Cette photo, accrochée au mur de sa salle des trophées, c'est ça qui m'a fait ouvrir la boîte de Pandore. Intérieurement je lutte pour ne pas me laisser assaillir par d'autres souvenirs. Je n'ai jamais résolu son énigme. Je n'ai jamais su pourquoi j'avais eu besoin d'écrire cette lettre. Mais je l'ai fait. Et j'ai beau chercher dans ma mémoire, je n'explique pas ce qu'il s'est passé il y a dix ans.

Au pied du mur, je crois qu'il faut que je fasse un choix. J'avais résolument décidé d'arrêter mon enquête. Parce que irrémédiablement, elle me plonge dans le passé. Et que ce passé là, n'a pas sa place dans ma vie actuelle. Senghar, aussi puissant soit-il de par son statut, ne sera jamais la bonne personne pour moi. A quoi ça me sert, de graviter autour ? Si ce n'est de créer des relations ambiguës qui me foutent en l'air, le soir venu.

Alors non, je ne suis plus l'adolescente que j'étais. J'ai grandi. J'ai construit des choses aussi infimes soient elles. C'est pas pour que tout parte à vau de l'eau maintenant. Il est exempté de tous regrets, et ne les formulera jamais. Qu'on se le dise, je n'aurais jamais ce que je veux. Il ne me demandera jamais pardon. Et rien n'aura jamais plus la même saveur que ces années d'insouciance que l'on a partagé.

Il a encore une fois gagné. Je jette l'éponge. Je ne saurais jamais réellement ce qu'il s'est passé lors de ce match. Pourquoi est-ce qu'il a failli alors que ce n'est pas dans ses principes. Et je ne découvrirai jamais pourquoi Rafi s'est fait enrôlé dans une histoire graveleuse alors que rien ne le prédestinait. Même si je meurs d'envie de comprendre, j'ai trop d'estime pour moi pour flancher. Et si je poursuis ma quête, j'en connais déjà les conséquences. Et je n'ai pas envie de les assumer maintenant.

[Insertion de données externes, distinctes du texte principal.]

/// Single-pass `{{name}}` substitution
///
/// Substituted values are never rescanned.
fn fill_template(template: &str, values: &[(&str, String)]) -> PackResult<String> {
    let mut out = String::with_capacity(template.len());
    let mut rest = template;
    while let Some(start) = rest.find("{{") {
        out.push_str(&rest[..start]);
        let after = &rest[start + 2..];
        let end = after
            .find("}}")
            .ok_or_else(|| PackError::Config("Unterminated template placeholder".to_string()))?;
        let key = &after[..end];
        let value = values
            .iter()
            .find(|(name, _)| *name == key)
            .map(|(_, value)| value.as_str())
            .ok_or_else(|| PackError::Config(format!("Unknown template placeholder: {}", key)))?;
        out.push_str(value);
        rest = &after[end + 2..];
    }
    out.push_str(rest);
    Ok(out)
}

const PAGE_TEMPLATE: &str = r##"<!DOCTYPE html>
<html>
<head>
  <meta charset="utf8">
  <meta name="viewport" content="width=device-width, initial-scale=1.0, maximum-scale=1.0, user-scalable=no">
  <meta http-equiv="Content-Security-Policy" content="default-src * 'self' 'unsafe-inline' 'unsafe-eval' data: blob:">
  <title>{{title}}</title>
  <style>
    body {
      background-color: {{background}};
      color: {{foreground}};
      font-family: sans-serif;
      overflow: hidden;
    }
    [hidden] {
      display: none !important;
    }
    h1 {
      font-weight: normal;
    }
    #app, #loading, #error, #launch {
      position: absolute;
      top: 0;
      left: 0;
      width: 100%;
      height: 100%;
    }
    .screen {
      display: flex;
      flex-direction: column;
      align-items: center;
      justify-content: center;
      text-align: center;
      cursor: default;
      user-select: none;
      background-color: {{background}};
    }
    #launch {
      background-color: rgba(0, 0, 0, 0.7);
      cursor: pointer;
    }
    .progress-bar-outer {
      border: 1px solid currentColor;
      height: 10px;
      width: 200px;
      max-width: 200px;
    }
    .progress-bar-inner {
      height: 100%;
      width: 0;
      background-color: currentColor;
    }
    .loading-text {
      font-size: 36px;
      margin: 0 0 16px;
    }
    .green-flag {
      width: 80px;
      height: 80px;
      padding: 16px;
      border-radius: 100%;
      background: rgba(255, 255, 255, 0.75);
      border: 3px solid hsla(0, 100%, 100%, 1);
      display: flex;
      justify-content: center;
      align-items: center;
      box-sizing: border-box;
    }
    .control-button {
      width: 2rem;
      height: 2rem;
      padding: 0.375rem;
      margin-top: 0.5rem;
      margin-bottom: 0.5rem;
      user-select: none;
      cursor: pointer;
      border: 0;
      border-radius: 4px;
    }
    .control-button:hover {
      background: {{accent}}26;
    }
    .control-button.active {
      background: {{accent}}59;
    }
    .fullscreen-button {
      background: white !important;
    }
    .standalone-fullscreen-button {
      position: absolute;
      top: 0;
      right: 0;
      background-color: rgba(0, 0, 0, 0.5);
      border-radius: 0 0 0 4px;
      padding: 4px;
      cursor: pointer;
    }
  </style>
  <meta name="theme-color" content="{{background}}">
  {{favicon}}
</head>
<body>
  <noscript>Enable JavaScript</noscript>

  <div id="app"></div>

  <div id="launch" class="screen" hidden title="Click to start" tabindex="0">
    <div class="green-flag">
      <svg viewBox="0 0 16.63 17.5" width="42" height="44">
        <path fill="#4cbf56" stroke="#45993d" stroke-linecap="round" stroke-linejoin="round" d="M.75,2A6.44,6.44,0,0,1,8.44,2h0a6.44,6.44,0,0,0,7.69,0V12.4a6.44,6.44,0,0,1-7.69,0h0a6.44,6.44,0,0,0-7.69,0"/>
        <line fill="#4cbf56" stroke="#45993d" stroke-width="1.5" stroke-linecap="round" stroke-linejoin="round" x1="0.75" y1="16.75" x2="0.75" y2="0.75"/>
      </svg>
    </div>
  </div>

  <div id="loading" class="screen">
    {{loading_text}}
    <div class="progress-bar-outer"><div class="progress-bar-inner" id="loading-inner"></div></div>
  </div>

  <div id="error" class="screen" hidden>
    <h1>Error</h1>
    <p>See console for more information</p>
  </div>

  <script type="application/json" id="settings">{{settings}}</script>
  {{script}}
  <script>
    const settings = JSON.parse(document.getElementById('settings').textContent);
    const appElement = document.getElementById('app');
    const launchScreen = document.getElementById('launch');
    const loadingScreen = document.getElementById('loading');
    const loadingInner = document.getElementById('loading-inner');
    const errorScreen = document.getElementById('error');

    const scaffolding = new Scaffolding.Scaffolding();
    scaffolding.width = settings.width;
    scaffolding.height = settings.height;
    scaffolding.setup();
    scaffolding.appendTo(appElement);

    if (typeof ScaffoldingAddons !== "undefined") ScaffoldingAddons.run(scaffolding);

    const {storage, vm} = scaffolding;
    storage.addWebStore(
      [storage.AssetType.ImageVector, storage.AssetType.ImageBitmap, storage.AssetType.Sound],
      (asset) => new URL("./assets/" + asset.assetId + "." + asset.dataFormat, location).href
    );
    const setProgress = (progress) => {
      loadingInner.style.width = progress * 100 + "%";
    };
    storage.onprogress = (total, loaded) => {
      const base = settings.progress.loadedJson;
      setProgress(base + (loaded / total) * (1 - base));
    };
    setProgress(settings.progress.loadedScripts);

    scaffolding.setUsername(settings.username.replace(/#/g, () => Math.floor(Math.random() * 10)));

    const cloud = settings.cloud;
    const makeProvider = (kind) => kind === "ws"
      ? new Scaffolding.Cloud.WebSocketProvider(cloud.host, cloud.projectId)
      : kind === "local" ? new Scaffolding.Cloud.LocalStorageProvider() : null;
    if (cloud.mode === "custom") {
      const providers = {};
      for (const kind of new Set(Object.values(cloud.custom))) {
        const provider = makeProvider(kind);
        if (provider) {
          providers[kind] = provider;
          scaffolding.addCloudProvider(provider);
        }
      }
      for (const [name, kind] of Object.entries(cloud.custom)) {
        scaffolding.addCloudProviderOverride(name, providers[kind] || null);
      }
    } else {
      const provider = makeProvider(cloud.mode);
      if (provider) scaffolding.addCloudProvider(provider);
    }

    {{controls}}

    vm.setTurboMode(settings.turbo);
    vm.setInterpolation(settings.interpolation);
    vm.setFramerate(settings.framerate);
    vm.renderer.setUseHighQualityRender(settings.highQualityPen);
    vm.setRuntimeOptions({
      fencing: settings.fencing,
      miscLimits: settings.miscLimits,
      maxClones: settings.maxClones,
    });
    vm.setCompilerOptions(settings.compiler);
  </script>
  <script>
    {{project_loader}}

    const run = async () => {
      const projectData = await getProjectData();
      {{custom_js}}
      await scaffolding.loadProject(projectData);
      setProgress(1);
      loadingScreen.hidden = true;
      if (settings.autoplay) {
        scaffolding.start();
      } else {
        launchScreen.hidden = false;
        launchScreen.addEventListener('click', () => {
          launchScreen.hidden = true;
          scaffolding.start();
        });
        launchScreen.focus();
      }
    };

    run().catch((error) => {
      console.error(error);
      errorScreen.hidden = false;
    });
  </script>
</body>
</html>
"##;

Je replis soigneusement la lettre pour la ranger là où elle se doit de rester. Peut-être qu'un jour, j'aurais le courage de la brûler. En même temps que l'obscur regard de Nour que j'ai cru un jour, ne plus jamais revoir...

Note de l'auteur :

Alors cette lettre... elle vous parle ou pas? 💌
Vous avez compris qu'il s'est passé quelque chose et puis, plus rien. Patience, vous le découvrirez au fil de la lecture. Mais je n'étais pas prête à tout vous dire, aujourd'hui 😊.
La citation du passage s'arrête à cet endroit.